Lors de la proclamation de l’État d’Israël en mai 1948, près de 156 000 Palestiniens ont choisi de rester sur place. Ce groupe a rapidement intégré la société israélienne, devenant aujourd’hui un élément majeur de sa démocratie : plus de 2 millions de citoyens issus de cette communauté, représentant près de 20 % de la population totale. Ces personnes occupent des postes clés dans le secteur médical, l’éducation, les affaires juridiques et même en politique.
Kennedy Jr. souligne que la réalité pré-1948 est souvent négligée : un million de juifs vivait en zone arabe sous le statut de dhimmis (citoyens secondaires soumis à des obligations spécifiques).
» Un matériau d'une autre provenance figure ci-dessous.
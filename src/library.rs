// SPDX-License-Identifier: AGPL-3.0-or-later
//
// Copyright (C) 2025 Daniel Negri
//
// This program is free software: you can redistribute it and/or modify
// it under the terms of the GNU Affero General Public License as published by
// the Free Software Foundation, either version 3 of the License, or
// (at your option) any later version.
//
// This program is distributed in the hope that it will be useful,
// but WITHOUT ANY WARRANTY; without even the implied warranty of
// MERCHANTABILITY or FITNESS FOR A PARTICULAR PURPOSE. See the
// GNU Affero General Public License for more details.
//
// You should have received a copy of the GNU Affero General Public License
// along with this program. If not, see <https://www.gnu.org/licenses/>.

//! Library rosters and stock lists.
//!
//! A [`Library`] only records *which* books and users belong to it. Copy
//! counts live on the [`Book`](crate::Book) ledger and the entities
//! themselves are owned by the [`Network`](crate::Network).

use crate::base::{Isbn, LibraryId, UserId};
use crate::user::User;
use crate::LibraryError;
use std::fmt;

#[derive(Debug, Clone)]
pub struct Library {
    id: LibraryId,
    name: String,
    /// Stocked books in the order they were added.
    books: Vec<Isbn>,
    customers: Vec<UserId>,
    employees: Vec<UserId>,
}

impl Library {
    /// Creates an empty library named `"{network_name}. №{id}"`.
    pub fn new(id: LibraryId, network_name: &str) -> Self {
        Self {
            id,
            name: format!("{network_name}. №{id}"),
            books: Vec::new(),
            customers: Vec::new(),
            employees: Vec::new(),
        }
    }

    pub fn id(&self) -> LibraryId {
        self.id
    }

    pub fn name(&self) -> &str {
        &self.name
    }

    pub fn books(&self) -> &[Isbn] {
        &self.books
    }

    pub fn customers(&self) -> &[UserId] {
        &self.customers
    }

    pub fn employees(&self) -> &[UserId] {
        &self.employees
    }

    pub fn stocks(&self, isbn: &Isbn) -> bool {
        self.books.contains(isbn)
    }

    /// Returns the stocked ISBN equal to `isbn`, validating the format first.
    pub fn find_book(&self, isbn: &str) -> Option<&Isbn> {
        if !Isbn::is_valid(isbn) {
            return None;
        }
        self.books.iter().find(|stocked| stocked.as_str() == isbn)
    }

    /// Registers `user` as a customer of this library.
    ///
    /// Registering the same customer twice is a no-op on the roster.
    ///
    /// # Errors
    ///
    /// - [`LibraryError::NotACustomer`] - `user` is an employee.
    /// - [`LibraryError::LoansOutstanding`] - `user` belongs to another library
    ///   and still holds copies lent there.
    pub fn register_user(&mut self, user: &mut User) -> Result<(), LibraryError> {
        if !user.is_customer() {
            return Err(LibraryError::NotACustomer);
        }
        if user.library() != Some(self.id) && !user.borrowed_books().is_empty() {
            return Err(LibraryError::LoansOutstanding);
        }
        user.set_library(self.id);
        if !self.customers.contains(&user.id()) {
            self.customers.push(user.id());
        }
        Ok(())
    }

    /// Adds `employee` to this library's staff.
    ///
    /// # Errors
    ///
    /// Returns [`LibraryError::NotAnEmployee`] if `employee` is a customer.
    pub fn hire_employee(&mut self, employee: &mut User) -> Result<(), LibraryError> {
        if !employee.is_employee() {
            return Err(LibraryError::NotAnEmployee);
        }
        employee.set_library(self.id);
        if !self.employees.contains(&employee.id()) {
            self.employees.push(employee.id());
        }
        Ok(())
    }

    pub(crate) fn push_book(&mut self, isbn: Isbn) {
        self.books.push(isbn);
    }

    pub(crate) fn remove_book(&mut self, isbn: &Isbn) -> bool {
        let before = self.books.len();
        self.books.retain(|stocked| stocked != isbn);
        self.books.len() != before
    }

    /// Drops `user` from both rosters.
    pub(crate) fn detach(&mut self, user: UserId) {
        self.customers.retain(|id| *id != user);
        self.employees.retain(|id| *id != user);
    }
}

impl fmt::Display for Library {
    fn fmt(&self, f: &mut fmt::Formatter<'_>) -> fmt::Result {
        write!(f, "Library('{}', '{}')", self.name, self.id)
    }
}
Après l’indépendance israélienne, près de tous ces habitants ont été expulsés ou tués, laissant une population juive dans le Moyen-Orient inférieure à 15 000 aujourd’hui.
En réaction aux discours sur un « génocide palestinien », il affirme que les véritables acteurs de cette logique sont les États arabes environnants, où des communautés chrétiennes ont vu leur nombre chuter de 80 % en dix ans. « L’État d’Israël ne commet pas de génocide », insiste-t-il. « C’est aux pays voisins que l’on doit la prévalence des crimes contre les minorités. »
Ce récit, basé sur des chiffres historiques et une analyse rigoureuse, met en lumière un conflit souvent réduit à des stéréotypes. L’histoire n’a pas été écrite pour tous — mais elle est maintenant disponible à ceux qui osent y chercher la vérité.